2. Une division du tissu associatif qui témoigne de divergences persistantes

Si la position officielle de la France ne souffre pas d'ambiguïtés, les débats relatifs à la prostitution demeurent malgré tout marqués par des approches idéologiques opposées.

Dans un cas, la prostitution est appréhendée comme une violence faite aux femmes . Celles-ci doivent par conséquent être prises en charge en tant que victimes.

Dans un autre, elle peut être considérée comme une activité professionnelle choisie qui devrait alors être reconnue en tant que telle. Chaque personne étant libre de disposer de son propre corps, rien ne doit l'empêcher de vendre un service sexuel à la condition que la transaction s'effectue dans le cadre d'un contrat librement consenti par chacune des deux parties. C'est notamment la position du syndicat du travail sexuel (Strass) dont des représentants ont été auditionnés par vos rapporteurs.
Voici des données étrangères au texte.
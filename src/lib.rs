//! Noise marker statistics for young/old cohort comparison
//!
//! This library provides the statistical helpers of a biomarker discovery
//! workflow that looks for proteins whose variability changes with age.
//!
//! # Overview
//!
//! - **data**: Expression tables loaded from GCT-style files, result types
//! - **group**: Age category ordering, young/old predicates, cohort splitting
//! - **test**: Levene's test for equality of variances (median-centred)
//! - **dispersion**: Coefficient of variation and old/young CV ratios
//! - **correct**: Optional Benjamini-Hochberg correction (off by default)
//! - **pipeline**: Analysis runner and serializable configuration
//!
//! # Example
//!
//! ```no_run
//! use noise_markers::prelude::*;
//!
//! // Samples x (age, proteins...)
//! let samples = read_table("expression.gct").unwrap();
//! let ordered = order_by_age(&samples, &["20-29", "60-69", "70-79"]).unwrap();
//! let cohorts = split_cohorts(&ordered, "age").unwrap();
//!
//! let levene = levene_pvalues(&cohorts.young, &cohorts.old).unwrap();
//! let ratios = cv_ratio(&cohorts.young, &cohorts.old).unwrap();
//! assert_eq!(levene.len(), ratios.len());
//!
//! // Or all at once
//! let results = NoiseAnalysis::new()
//!     .age_order(&["20-29", "60-69", "70-79"])
//!     .run(&samples)
//!     .unwrap();
//! results.to_tsv("noise_markers.tsv").unwrap();
//! ```

pub mod correct;
pub mod data;
pub mod dispersion;
pub mod error;
pub mod group;
pub mod pipeline;
pub mod test;

/// Convenient re-exports for common usage.
pub mod prelude {
    pub use crate::correct::{correct_bh, BhCorrected, Correction, DEFAULT_FDR_ALPHA};
    pub use crate::data::{
        read_table, ColumnKind, NoiseDirection, NoiseMarkerResult, NoiseMarkerResultSet,
        ResultSummary, Table, Value,
    };
    pub use crate::dispersion::{
        coefficient_of_variation, cv_ratio, cv_ratios, CvRatioResults, CvRatioSingle,
    };
    pub use crate::error::{MarkerError, Result};
    pub use crate::group::{
        is_old, is_young, order_by_age, order_by_category, split_cohorts, AgeGroup,
        CategoryOrder, Cohorts, AGE_COLUMN,
    };
    pub use crate::pipeline::{AnalysisConfig, NoiseAnalysis};
    pub use crate::test::{
        levene, levene_groups, levene_pvalues, LeveneResultSingle, LeveneResults, LeveneTest,
    };
}
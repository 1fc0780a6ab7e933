//! Data structures for noise marker analysis.

mod result;
mod table;
mod value;

pub use result::{NoiseDirection, NoiseMarkerResult, NoiseMarkerResultSet, ResultSummary};
pub use table::{read_table, ColumnKind, Table, PREAMBLE_LINES};
pub use value::Value;
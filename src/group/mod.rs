//! Age grouping: category ordering, young/old predicates, cohort splitting.

mod age;
mod category;
mod cohort;

pub use age::{is_old, is_young, AgeGroup};
pub use category::{order_by_age, order_by_category, CategoryOrder, AGE_COLUMN};
pub use cohort::{split_cohorts, Cohorts, FEATURE_INDEX_NAME};
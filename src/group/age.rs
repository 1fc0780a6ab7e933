//! Young/old classification of age labels.
//!
//! Labels are compared by their string form, so `20`, `20.0` parsed as a
//! number, and the text `"20-29"` all go through the same substring check.

use serde::{Deserialize, Serialize};
use std::fmt::Display;

const YOUNG_MARKERS: [&str; 1] = ["20"];
const OLD_MARKERS: [&str; 2] = ["60", "70"];

fn contains_any(label: &str, markers: &[&str]) -> bool {
    markers.iter().any(|m| label.contains(m))
}

/// True if the label's string form contains `"20"`.
pub fn is_young<T: Display + ?Sized>(label: &T) -> bool {
    contains_any(&label.to_string(), &YOUNG_MARKERS)
}

/// True if the label's string form contains `"60"` or `"70"`.
pub fn is_old<T: Display + ?Sized>(label: &T) -> bool {
    contains_any(&label.to_string(), &OLD_MARKERS)
}

/// Cohort assignment of an age label.
#[derive(Debug, Clone, Copy, PartialEq, Eq, Hash, Serialize, Deserialize)]
pub enum AgeGroup {
    /// Matches the young predicate only.
    Young,
    /// Matches the old predicate only.
    Old,
    /// Matches both predicates, e.g. `"20/60"`.
    Ambiguous,
    /// Matches neither predicate.
    Unassigned,
}

impl AgeGroup {
    /// Classify a label using [`is_young`] and [`is_old`].
    pub fn classify<T: Display + ?Sized>(label: &T) -> Self {
        let label = label.to_string();
        match (
            contains_any(&label, &YOUNG_MARKERS),
            contains_any(&label, &OLD_MARKERS),
        ) {
            (true, false) => Self::Young,
            (false, true) => Self::Old,
            (true, true) => Self::Ambiguous,
            (false, false) => Self::Unassigned,
        }
    }

    /// Get the descriptive name.
    pub fn name(&self) -> &'static str {
        match self {
            Self::Young => "young",
            Self::Old => "old",
            Self::Ambiguous => "ambiguous",
            Self::Unassigned => "unassigned",
        }
    }
}
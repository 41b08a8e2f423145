use std::sync::Arc;

use tokio::sync::{Mutex, mpsc};
use tracing::{info, warn};

use playmaker_gateway::dispatcher::Dispatcher;

use crate::job::{Job, RetryPolicy};
use crate::mailer::Mailer;

/// Everything a worker needs to execute jobs.
#[derive(Clone)]
pub struct JobContext {
    pub dispatcher: Dispatcher,
    pub mailer: Arc<dyn Mailer>,
}

/// Cloneable fire-and-forget enqueue handle. The call site never observes a
/// result; at-least-once execution with no ordering is the contract.
#[derive(Clone)]
pub struct JobQueue {
    tx: mpsc::UnboundedSender<Job>,
}

impl JobQueue {
    pub fn enqueue(&self, job: Job) {
        if self.tx.send(job).is_err() {
            warn!("Job runner is gone; job dropped");
        }
    }
}

/// Start `workers` worker tasks draining a shared queue in parallel.
/// Returns the enqueue handle; the workers run until every handle is dropped
/// and the queue is drained.
pub fn start(workers: usize, ctx: JobContext) -> JobQueue {
    let (tx, rx) = mpsc::unbounded_channel();
    let rx = Arc::new(Mutex::new(rx));

    for worker_id in 0..workers {
        let rx = rx.clone();
        let ctx = ctx.clone();
        tokio::spawn(worker_loop(worker_id, rx, ctx));
    }

    info!("Job runner started with {} workers", workers);
    JobQueue { tx }
}

async fn worker_loop(worker_id: usize, rx: Arc<Mutex<mpsc::UnboundedReceiver<Job>>>, ctx: JobContext) {
    loop {
        // Hold the lock only while waiting for the next job so workers pull
        // in parallel with execution.
        let job = { rx.lock().await.recv().await };
        let Some(job) = job else {
            break;
        };

        info!("Worker {} running {}", worker_id, job.name());
        run_with_policy(&ctx, &job, job.retry_policy()).await;
    }
}

/// Execute one job, applying its retry policy. Exhausted retries and
/// no-policy failures alike are logged and dropped.
pub async fn run_with_policy(ctx: &JobContext, job: &Job, policy: Option<RetryPolicy>) {
    let mut attempt: u32 = 0;
    loop {
        match execute(ctx, job).await {
            Ok(()) => return,
            Err(e) => match policy {
                Some(p) if attempt < p.max_retries => {
                    attempt += 1;
                    warn!(
                        "{} failed (attempt {}/{}), retrying in {:?}: {:#}",
                        job.name(),
                        attempt,
                        p.max_retries,
                        p.backoff,
                        e
                    );
                    tokio::time::sleep(p.backoff).await;
                }
                _ => {
                    warn!("{} failed, dropping: {:#}", job.name(), e);
                    return;
                }
            },
        }
    }
}

async fn execute(ctx: &JobContext, job: &Job) -> anyhow::Result<()> {
    match job {
        Job::NotificationFanOut {
            kind,
            text,
            link,
            sender_id,
            receiver_ids,
        } => {
            ctx.dispatcher
                .fan_out(*kind, text, link.as_deref(), *sender_id, receiver_ids)
                .await
        }

        Job::TrialStatusMail {
            email,
            trial_name,
            message,
        } => {
            let subject = format!("{} status updation", trial_name);
            ctx.mailer.send(std::slice::from_ref(email), &subject, message)
        }

        Job::TrialCancellationMail {
            recipients,
            trial_name,
            academy_name,
            reason,
        } => {
            let body = format!(
                "Dear player,\n\nWe regret to inform you that the trial '{}' conducted by \
                 '{}' has been cancelled due to {}. Any payment processed will be refunded \
                 within 3-7 days. Contact {} for further information.\n\nBest regards,\nPlayMaker",
                trial_name, academy_name, reason, academy_name
            );
            ctx.mailer.send(recipients, "Trial cancelled", &body)
        }
    }
}
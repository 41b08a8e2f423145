//! Group-key derivation for the live registry.
//!
//! A chat thread between two users always resolves to the same key no matter
//! who opens it; a user's notification stream has its own per-user key.

/// Canonical thread key for a pair of participants: `chat_{lo}_{hi}`.
pub fn thread_key(a: i64, b: i64) -> String {
    let (lo, hi) = if a <= b { (a, b) } else { (b, a) };
    format!("chat_{}_{}", lo, hi)
}

/// Group key for a user's notification stream: `notif_{user_id}`.
pub fn notification_group(user_id: i64) -> String {
    format!("notif_{}", user_id)
}
use serde::{Deserialize, Serialize};

use crate::models::{NotificationKind, UserPublic};

/// Inbound frame on a chat socket: `{"message": ..., "sender": id, "receiver": id}`.
#[derive(Debug, Clone, Deserialize)]
pub struct ChatFrame {
    pub message: String,
    pub sender: i64,
    pub receiver: i64,
}

/// Serialized chat row pushed to every member of a thread group.
#[derive(Debug, Clone, Serialize, Deserialize)]
pub struct ChatPayload {
    pub id: i64,
    pub sender: UserPublic,
    pub receiver: UserPublic,
    pub message: Option<String>,
    pub thread_name: String,
    pub date: chrono::DateTime<chrono::Utc>,
}

/// Notification frame pushed to a user's `notif_{id}` group.
///
/// `message` is only present on chat-message notifications, mirroring the
/// extra field the chat path attaches.
#[derive(Debug, Clone, Serialize, Deserialize)]
pub struct NotificationPush {
    #[serde(rename = "type")]
    pub kind: NotificationKind,
    pub sender: String,
    #[serde(skip_serializing_if = "Option::is_none")]
    pub message: Option<String>,
    pub text: String,
    pub link: Option<String>,
}

/// Everything the dispatcher can push to a live connection.
///
/// An explicit union instead of stringly-typed event routing: adding a
/// variant forces every serialization site to handle it.
#[derive(Debug, Clone)]
pub enum Outbound {
    Chat(ChatPayload),
    Notification(NotificationPush),
}

impl Outbound {
    /// Serialize to the wire form. Chat frames are the bare chat row;
    /// notification frames carry their `type` tag.
    pub fn to_json(&self) -> serde_json::Result<String> {
        match self {
            Outbound::Chat(payload) => serde_json::to_string(payload),
            Outbound::Notification(push) => serde_json::to_string(push),
        }
    }
}
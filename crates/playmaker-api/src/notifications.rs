use axum::{
    Extension, Json,
    extract::{Path, State},
    http::StatusCode,
    response::IntoResponse,
};

use playmaker_db::models::parse_timestamp;
use playmaker_types::api::{Claims, NotificationResponse, UnseenCountResponse};

use crate::chat::run_blocking;
use crate::state::AppState;

/// The authenticated user's notifications, newest first.
pub async fn list(
    State(state): State<AppState>,
    Extension(claims): Extension<Claims>,
) -> Result<impl IntoResponse, StatusCode> {
    let db = state.db.clone();
    let receiver = claims.sub;

    let notifications = run_blocking(move || {
        let rows = db
            .list_notifications(receiver)
            .map_err(|_| StatusCode::INTERNAL_SERVER_ERROR)?;
        Ok(rows
            .into_iter()
            .map(|row| NotificationResponse {
                id: row.id,
                sender: row.sender_id,
                text: row.text,
                link: row.link,
                seen: row.seen,
                created_at: parse_timestamp(&row.created_at),
                notification_type: row.kind,
            })
            .collect::<Vec<_>>())
    })
    .await?;

    Ok(Json(notifications))
}

/// Unseen badge count.
pub async fn unseen_count(
    State(state): State<AppState>,
    Extension(claims): Extension<Claims>,
) -> Result<impl IntoResponse, StatusCode> {
    let db = state.db.clone();
    let receiver = claims.sub;

    let count = run_blocking(move || {
        db.count_unseen_notifications(receiver)
            .map_err(|_| StatusCode::INTERNAL_SERVER_ERROR)
    })
    .await?;

    Ok(Json(UnseenCountResponse { count }))
}

/// Mark one notification seen. Scoped to the authenticated receiver; `seen`
/// only ever goes false to true.
pub async fn mark_as_read(
    State(state): State<AppState>,
    Path(id): Path<i64>,
    Extension(claims): Extension<Claims>,
) -> Result<impl IntoResponse, StatusCode> {
    let db = state.db.clone();
    let receiver = claims.sub;

    let updated = run_blocking(move || {
        db.mark_notification_seen(id, receiver)
            .map_err(|_| StatusCode::INTERNAL_SERVER_ERROR)
    })
    .await?;

    if updated {
        Ok(StatusCode::OK)
    } else {
        Err(StatusCode::NOT_FOUND)
    }
}

/// Mark every notification for the authenticated receiver seen.
pub async fn mark_all_as_read(
    State(state): State<AppState>,
    Extension(claims): Extension<Claims>,
) -> Result<impl IntoResponse, StatusCode> {
    let db = state.db.clone();
    let receiver = claims.sub;

    run_blocking(move || {
        db.mark_all_notifications_seen(receiver)
            .map_err(|_| StatusCode::INTERNAL_SERVER_ERROR)
    })
    .await?;

    Ok(StatusCode::OK)
}

/// Delete one notification for the authenticated receiver.
pub async fn destroy(
    State(state): State<AppState>,
    Path(id): Path<i64>,
    Extension(claims): Extension<Claims>,
) -> Result<impl IntoResponse, StatusCode> {
    let db = state.db.clone();
    let receiver = claims.sub;

    let deleted = run_blocking(move || {
        db.delete_notification(id, receiver)
            .map_err(|_| StatusCode::INTERNAL_SERVER_ERROR)
    })
    .await?;

    if deleted {
        Ok(StatusCode::NO_CONTENT)
    } else {
        Err(StatusCode::NOT_FOUND)
    }
}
Ces deux approches conduisent à des préconisations de politiques publiques différentes. Si la prostitution est une violence de genre, l'essentiel des moyens qui lui sont consacrés doivent être concentrés sur l'accompagnement des personnes en dehors de la prostitution et sur le travail de réintégration sociale et professionnelle, avec pour objectif final de la faire entièrement disparaître.

Si elle peut être une activité librement consentie, l'objectif de diminution de l'activité prostitutionnelle passe alors derrière celui de l'amélioration des conditions de vie des personnes qui se prostituent et de leur accès aux soins et aux droits sociaux.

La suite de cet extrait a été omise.